Exercise directions: As the answer, give every line of the records that includes the word "SessionStatus".

Saved entries:
════════════════
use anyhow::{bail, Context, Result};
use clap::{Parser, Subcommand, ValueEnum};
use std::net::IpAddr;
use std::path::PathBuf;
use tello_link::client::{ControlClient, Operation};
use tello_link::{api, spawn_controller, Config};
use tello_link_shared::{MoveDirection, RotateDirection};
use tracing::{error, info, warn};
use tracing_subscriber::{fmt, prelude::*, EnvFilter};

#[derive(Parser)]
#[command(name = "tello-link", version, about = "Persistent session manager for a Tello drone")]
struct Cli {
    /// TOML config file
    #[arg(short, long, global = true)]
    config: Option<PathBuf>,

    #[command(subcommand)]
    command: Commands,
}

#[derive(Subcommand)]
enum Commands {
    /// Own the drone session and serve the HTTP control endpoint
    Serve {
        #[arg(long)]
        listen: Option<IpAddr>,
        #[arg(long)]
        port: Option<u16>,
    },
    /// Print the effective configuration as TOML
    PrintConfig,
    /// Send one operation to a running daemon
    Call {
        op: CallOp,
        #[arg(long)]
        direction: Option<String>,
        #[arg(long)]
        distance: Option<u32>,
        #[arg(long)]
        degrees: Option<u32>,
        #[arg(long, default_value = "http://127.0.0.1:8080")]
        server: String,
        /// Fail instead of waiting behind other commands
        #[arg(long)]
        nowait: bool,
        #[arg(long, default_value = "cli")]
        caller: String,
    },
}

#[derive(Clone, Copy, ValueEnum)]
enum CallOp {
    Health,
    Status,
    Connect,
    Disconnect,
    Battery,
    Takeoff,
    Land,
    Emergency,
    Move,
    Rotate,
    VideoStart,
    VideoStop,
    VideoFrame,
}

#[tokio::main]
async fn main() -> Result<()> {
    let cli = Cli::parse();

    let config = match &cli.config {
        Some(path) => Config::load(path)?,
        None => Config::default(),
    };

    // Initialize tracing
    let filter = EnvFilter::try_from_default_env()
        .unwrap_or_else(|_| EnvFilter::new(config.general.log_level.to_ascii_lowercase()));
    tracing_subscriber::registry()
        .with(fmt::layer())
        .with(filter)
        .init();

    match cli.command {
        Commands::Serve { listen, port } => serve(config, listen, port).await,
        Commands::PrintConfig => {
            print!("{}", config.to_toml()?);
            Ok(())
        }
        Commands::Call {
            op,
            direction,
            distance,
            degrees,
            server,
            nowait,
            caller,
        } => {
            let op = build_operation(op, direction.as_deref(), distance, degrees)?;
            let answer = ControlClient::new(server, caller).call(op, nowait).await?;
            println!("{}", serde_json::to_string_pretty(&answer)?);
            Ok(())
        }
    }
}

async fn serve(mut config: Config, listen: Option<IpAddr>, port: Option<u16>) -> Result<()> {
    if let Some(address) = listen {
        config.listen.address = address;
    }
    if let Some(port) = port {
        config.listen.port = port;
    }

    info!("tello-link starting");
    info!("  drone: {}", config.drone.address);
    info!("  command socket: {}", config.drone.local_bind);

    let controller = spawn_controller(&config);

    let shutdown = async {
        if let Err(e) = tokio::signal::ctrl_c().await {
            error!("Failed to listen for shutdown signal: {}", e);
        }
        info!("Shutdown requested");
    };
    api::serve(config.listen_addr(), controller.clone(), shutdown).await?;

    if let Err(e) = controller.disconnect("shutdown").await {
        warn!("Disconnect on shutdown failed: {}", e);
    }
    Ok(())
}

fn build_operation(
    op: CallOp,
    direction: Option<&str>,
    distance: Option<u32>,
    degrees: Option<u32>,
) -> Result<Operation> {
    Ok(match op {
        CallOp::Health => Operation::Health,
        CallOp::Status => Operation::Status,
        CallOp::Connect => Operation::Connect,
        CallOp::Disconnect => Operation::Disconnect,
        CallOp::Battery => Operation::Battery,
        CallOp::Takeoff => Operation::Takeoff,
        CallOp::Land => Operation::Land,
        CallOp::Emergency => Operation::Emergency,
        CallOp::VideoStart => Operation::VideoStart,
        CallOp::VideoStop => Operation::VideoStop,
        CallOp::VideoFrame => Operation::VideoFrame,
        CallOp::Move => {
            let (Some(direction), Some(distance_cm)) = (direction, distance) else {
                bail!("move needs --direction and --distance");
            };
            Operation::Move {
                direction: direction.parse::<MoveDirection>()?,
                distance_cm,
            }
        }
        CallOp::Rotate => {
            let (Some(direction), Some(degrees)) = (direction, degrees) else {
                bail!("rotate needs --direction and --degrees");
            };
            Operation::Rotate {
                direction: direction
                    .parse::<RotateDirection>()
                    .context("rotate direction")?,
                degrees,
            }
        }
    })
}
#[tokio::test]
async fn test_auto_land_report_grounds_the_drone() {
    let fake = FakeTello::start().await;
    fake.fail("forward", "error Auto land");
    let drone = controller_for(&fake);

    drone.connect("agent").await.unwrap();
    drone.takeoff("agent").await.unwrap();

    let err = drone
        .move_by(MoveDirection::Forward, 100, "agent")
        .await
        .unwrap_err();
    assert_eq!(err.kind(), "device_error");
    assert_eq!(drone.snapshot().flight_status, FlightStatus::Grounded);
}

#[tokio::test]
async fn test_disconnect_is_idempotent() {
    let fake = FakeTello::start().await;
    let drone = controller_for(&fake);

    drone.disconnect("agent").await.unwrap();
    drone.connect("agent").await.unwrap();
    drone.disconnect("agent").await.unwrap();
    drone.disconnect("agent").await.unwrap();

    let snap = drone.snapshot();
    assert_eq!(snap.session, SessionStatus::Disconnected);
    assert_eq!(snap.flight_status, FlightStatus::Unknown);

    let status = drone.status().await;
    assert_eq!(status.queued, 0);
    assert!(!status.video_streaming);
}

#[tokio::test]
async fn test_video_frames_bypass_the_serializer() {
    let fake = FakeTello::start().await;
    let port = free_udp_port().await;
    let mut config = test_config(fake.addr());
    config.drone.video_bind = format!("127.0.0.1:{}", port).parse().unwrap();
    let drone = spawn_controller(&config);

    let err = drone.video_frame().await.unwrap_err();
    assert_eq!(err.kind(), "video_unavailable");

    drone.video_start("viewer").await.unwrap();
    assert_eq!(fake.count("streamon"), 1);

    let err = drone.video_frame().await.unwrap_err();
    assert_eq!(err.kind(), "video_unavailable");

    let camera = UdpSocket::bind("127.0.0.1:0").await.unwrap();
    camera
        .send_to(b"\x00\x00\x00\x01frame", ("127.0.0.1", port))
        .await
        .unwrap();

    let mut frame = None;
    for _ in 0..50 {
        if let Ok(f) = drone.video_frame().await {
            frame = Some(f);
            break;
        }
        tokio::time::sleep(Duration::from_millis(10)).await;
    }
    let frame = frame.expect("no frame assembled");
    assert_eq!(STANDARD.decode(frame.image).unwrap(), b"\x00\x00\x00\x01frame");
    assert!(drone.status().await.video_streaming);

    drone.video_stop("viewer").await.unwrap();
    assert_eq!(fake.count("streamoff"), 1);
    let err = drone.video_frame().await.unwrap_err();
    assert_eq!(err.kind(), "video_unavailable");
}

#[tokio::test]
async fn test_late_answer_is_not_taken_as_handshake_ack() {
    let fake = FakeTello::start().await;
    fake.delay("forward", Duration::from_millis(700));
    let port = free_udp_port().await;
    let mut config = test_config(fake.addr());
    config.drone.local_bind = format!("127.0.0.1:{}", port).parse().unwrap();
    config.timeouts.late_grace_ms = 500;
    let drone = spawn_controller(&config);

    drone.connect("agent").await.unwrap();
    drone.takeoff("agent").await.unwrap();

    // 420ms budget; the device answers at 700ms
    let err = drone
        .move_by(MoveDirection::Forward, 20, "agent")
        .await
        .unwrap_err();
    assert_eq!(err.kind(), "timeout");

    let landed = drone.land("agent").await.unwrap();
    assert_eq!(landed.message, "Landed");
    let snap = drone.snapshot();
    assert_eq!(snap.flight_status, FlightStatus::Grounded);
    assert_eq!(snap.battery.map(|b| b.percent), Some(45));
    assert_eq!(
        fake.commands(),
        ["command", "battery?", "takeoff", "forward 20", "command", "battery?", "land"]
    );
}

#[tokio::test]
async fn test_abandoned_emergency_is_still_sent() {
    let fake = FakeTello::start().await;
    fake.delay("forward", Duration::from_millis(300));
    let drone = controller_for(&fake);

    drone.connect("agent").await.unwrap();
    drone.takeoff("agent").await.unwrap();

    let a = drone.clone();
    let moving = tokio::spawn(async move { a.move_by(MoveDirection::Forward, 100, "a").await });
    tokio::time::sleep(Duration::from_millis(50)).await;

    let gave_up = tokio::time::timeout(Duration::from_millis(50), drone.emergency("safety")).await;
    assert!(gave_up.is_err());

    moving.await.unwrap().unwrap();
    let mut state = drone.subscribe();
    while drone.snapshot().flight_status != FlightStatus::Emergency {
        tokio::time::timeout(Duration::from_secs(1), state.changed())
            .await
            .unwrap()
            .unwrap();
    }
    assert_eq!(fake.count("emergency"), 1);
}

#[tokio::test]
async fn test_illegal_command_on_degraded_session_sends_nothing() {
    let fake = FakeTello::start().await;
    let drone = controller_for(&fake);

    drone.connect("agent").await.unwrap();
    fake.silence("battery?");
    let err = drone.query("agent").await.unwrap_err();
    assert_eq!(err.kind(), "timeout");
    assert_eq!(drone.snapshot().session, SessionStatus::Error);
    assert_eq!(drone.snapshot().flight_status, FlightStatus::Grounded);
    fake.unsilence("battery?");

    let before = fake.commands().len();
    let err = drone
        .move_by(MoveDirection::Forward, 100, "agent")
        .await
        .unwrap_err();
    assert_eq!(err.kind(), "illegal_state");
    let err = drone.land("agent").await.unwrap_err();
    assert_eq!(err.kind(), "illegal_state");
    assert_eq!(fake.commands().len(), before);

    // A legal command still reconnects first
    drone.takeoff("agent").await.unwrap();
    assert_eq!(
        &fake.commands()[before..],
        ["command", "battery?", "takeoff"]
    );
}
════════════════
Output below:
    assert_eq!(snap.session, SessionStatus::Disconnected);
    assert_eq!(drone.snapshot().session, SessionStatus::Error);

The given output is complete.